- **WORK TO COMPLETE**: Gather from the material every line that contains the string "Number".

- **SUPPLIED MATERIAL**:

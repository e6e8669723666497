//! 校验器工厂

use serde_json::Value;
use std::fmt;
use std::path::Path;
use std::sync::Arc;

use super::Validator;

const DEFAULT_IN_MSG: &str = "Unsupported option value {val}. Should be one of: {supported}";

/// 选项值的 JSON 类型
#[derive(Debug, Clone, Copy, PartialEq, Eq)]
pub enum ValueKind {
    Null,
    Bool,
    Integer,
    Float,
    String,
    Array,
    Object,
}

impl ValueKind {
    pub fn of(value: &Value) -> Self {
        match value {
            Value::Null => Self::Null,
            Value::Bool(_) => Self::Bool,
            Value::Number(n) if n.is_f64() => Self::Float,
            Value::Number(_) => Self::Integer,
            Value::String(_) => Self::String,
            Value::Array(_) => Self::Array,
            Value::Object(_) => Self::Object,
        }
    }
}

impl fmt::Display for ValueKind {
    fn fmt(&self, f: &mut fmt::Formatter<'_>) -> fmt::Result {
        let name = match self {
            Self::Null => "null",
            Self::Bool => "bool",
            Self::Integer => "integer",
            Self::Float => "float",
            Self::String => "string",
            Self::Array => "array",
            Self::Object => "object",
        };
        f.write_str(name)
    }
}

/// 字符串原样输出，其余值按 JSON 输出
pub(crate) fn display_value(value: &Value) -> String {
    match value {
        Value::String(s) => s.clone(),
        other => other.to_string(),
    }
}

/// 选项值必须属于 `supported`
///
/// `msg` 可包含 `{val}` 与 `{supported}` 占位符。
pub fn validate_in<I, V>(supported: I, msg: Option<&str>) -> Validator
where
    I: IntoIterator<Item = V>,
    V: Into<Value>,
{
    let supported: Vec<Value> = supported.into_iter().map(Into::into).collect();
    let message = msg.unwrap_or(DEFAULT_IN_MSG).to_string();

    Arc::new(move |value: &Value| {
        if supported.contains(value) {
            return Ok(());
        }
        let listed = supported
            .iter()
            .map(display_value)
            .collect::<Vec<_>>()
            .join(", ");
        Err(message
            .replace("{val}", &display_value(value))
            .replace("{supported}", &listed))
    })
}

/// 选项值必须是 `kinds` 中的某种类型
pub fn val_type(kinds: &[ValueKind]) -> Validator {
    let kinds = kinds.to_vec();

    Arc::new(move |value: &Value| {
        if kinds.contains(&ValueKind::of(value)) {
            return Ok(());
        }
        let listed = kinds
            .iter()
            .map(ToString::to_string)
            .collect::<Vec<_>>()
            .join(", ");
        Err(format!(
            "Unsupported option value {}. Must be of type {}",
            display_value(value),
            listed
        ))
    })
}

/// 非空字符串选项所指的路径必须存在
pub fn validate_exists() -> Validator {
    Arc::new(|value: &Value| match value {
        Value::String(path) if !path.is_empty() && !Path::new(path).exists() => {
            Err(format!("Path {} does not exist.", path))
        }
        _ => Ok(()),
    })
}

- **TASK RESPONSE**:
            Value::Number(n) if n.is_f64() => Self::Float,
            Value::Number(_) => Self::Integer,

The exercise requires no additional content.